• [The task] Would you return every entry below without a single difference?
====== Information provided ======
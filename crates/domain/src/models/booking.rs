//! Booking domain models.

use chrono::NaiveDate;
use serde::{Deserialize, Serialize};
use validator::{Validate, ValidationError};

/// Booking domain model.
#[derive(Debug, Clone, PartialEq, Serialize, Deserialize)]
#[serde(rename_all = "snake_case")]
pub struct Booking {
    pub id: i64,
    pub vendor_id: Option<i64>,
    pub car_id: Option<i64>,
    pub user_name: Option<String>,
    pub start_date: Option<NaiveDate>,
    pub end_date: Option<NaiveDate>,
    pub duration: Option<String>,
    pub cost: Option<f64>,
    pub contract_number: Option<String>,
    pub payment_type: Option<String>,
    pub account_id: Option<i64>,
}

/// Request to book a car.
#[derive(Debug, Clone, Serialize, Deserialize, Validate)]
#[serde(rename_all = "snake_case")]
#[validate(schema(function = "validate_booking_dates"))]
pub struct NewBooking {
    pub vendor_id: i64,
    pub car_id: i64,
    #[validate(length(min = 1, message = "User name is required"))]
    pub user_name: String,
    pub start_date: NaiveDate,
    pub end_date: NaiveDate,
    pub duration: String,
    #[validate(range(min = 0.0, message = "Cost cannot be negative"))]
    pub cost: f64,
    #[validate(length(min = 1, max = 100, message = "Contract number must be 1-100 characters"))]
    pub contract_number: String,
    pub payment_type: String,
    pub account_id: Option<i64>,
}

fn validate_booking_dates(booking: &NewBooking) -> Result<(), ValidationError> {
    if booking.end_date < booking.start_date {
        let mut err = ValidationError::new("booking_dates");
        err.message = Some("End date cannot be before start date".into());
        return Err(err);
    }
    Ok(())
}

#[cfg(test)]
mod tests {
    use super::*;

    fn booking(start: NaiveDate, end: NaiveDate) -> NewBooking {
        NewBooking {
            vendor_id: 1,
            car_id: 1,
            user_name: "jdoe".into(),
            start_date: start,
            end_date: end,
            duration: "3 days".into(),
            cost: 120.0,
            contract_number: "C-1".into(),
            payment_type: "Card".into(),
            account_id: None,
        }
    }

    #[test]
    fn test_booking_dates_in_order() {
        let start = NaiveDate::from_ymd_opt(2026, 5, 1).unwrap();
        let end = NaiveDate::from_ymd_opt(2026, 5, 4).unwrap();
        assert!(booking(start, end).validate().is_ok());
    }

    #[test]
    fn test_booking_end_before_start_rejected() {
        let start = NaiveDate::from_ymd_opt(2026, 5, 4).unwrap();
        let end = NaiveDate::from_ymd_opt(2026, 5, 1).unwrap();
        assert!(booking(start, end).validate().is_err());
    }
}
======
• [Response]
filename crates/domain/src/models/booking.rs
//! Booking domain models.

use chrono::NaiveDate;
use serde::{Deserialize, Serialize};
use validator::{Validate, ValidationError};

/// Booking domain model.
#[derive(Debug, Clone, PartialEq, Serialize, Deserialize)]
#[serde(rename_all = "snake_case")]
pub struct Booking {
    pub id: i64,
    pub vendor_id: Option<i64>,
    pub car_id: Option<i64>,
    pub user_name: Option<String>,
    pub start_date: Option<NaiveDate>,
    pub end_date: Option<NaiveDate>,
    pub duration: Option<String>,
    pub cost: Option<f64>,
    pub contract_number: Option<String>,
    pub payment_type: Option<String>,
    pub account_id: Option<i64>,
}

/// Request to book a car.
#[derive(Debug, Clone, Serialize, Deserialize, Validate)]
#[serde(rename_all = "snake_case")]
#[validate(schema(function = "validate_booking_dates"))]
pub struct NewBooking {
    pub vendor_id: i64,
    pub car_id: i64,
    #[validate(length(min = 1, message = "User name is required"))]
    pub user_name: String,
    pub start_date: NaiveDate,
    pub end_date: NaiveDate,
    pub duration: String,
    #[validate(range(min = 0.0, message = "Cost cannot be negative"))]
    pub cost: f64,
    #[validate(length(min = 1, max = 100, message = "Contract number must be 1-100 characters"))]
    pub contract_number: String,
    pub payment_type: String,
    pub account_id: Option<i64>,
}

fn validate_booking_dates(booking: &NewBooking) -> Result<(), ValidationError> {
    if booking.end_date < booking.start_date {
        let mut err = ValidationError::new("booking_dates");
        err.message = Some("End date cannot be before start date".into());
        return Err(err);
    }
    Ok(())
}

#[cfg(test)]
mod tests {
    use super::*;

    fn booking(start: NaiveDate, end: NaiveDate) -> NewBooking {
        NewBooking {
            vendor_id: 1,
            car_id: 1,
            user_name: "jdoe".into(),
            start_date: start,
            end_date: end,
            duration: "3 days".into(),
            cost: 120.0,
            contract_number: "C-1".into(),
            payment_type: "Card".into(),
            account_id: None,
        }
    }

    #[test]
    fn test_booking_dates_in_order() {
        let start = NaiveDate::from_ymd_opt(2026, 5, 1).unwrap();
        let end = NaiveDate::from_ymd_opt(2026, 5, 4).unwrap();
        assert!(booking(start, end).validate().is_ok());
    }

    #[test]
    fn test_booking_end_before_start_rejected() {
        let start = NaiveDate::from_ymd_opt(2026, 5, 4).unwrap();
        let end = NaiveDate::from_ymd_opt(2026, 5, 1).unwrap();
        assert!(booking(start, end).validate().is_err());
    }
}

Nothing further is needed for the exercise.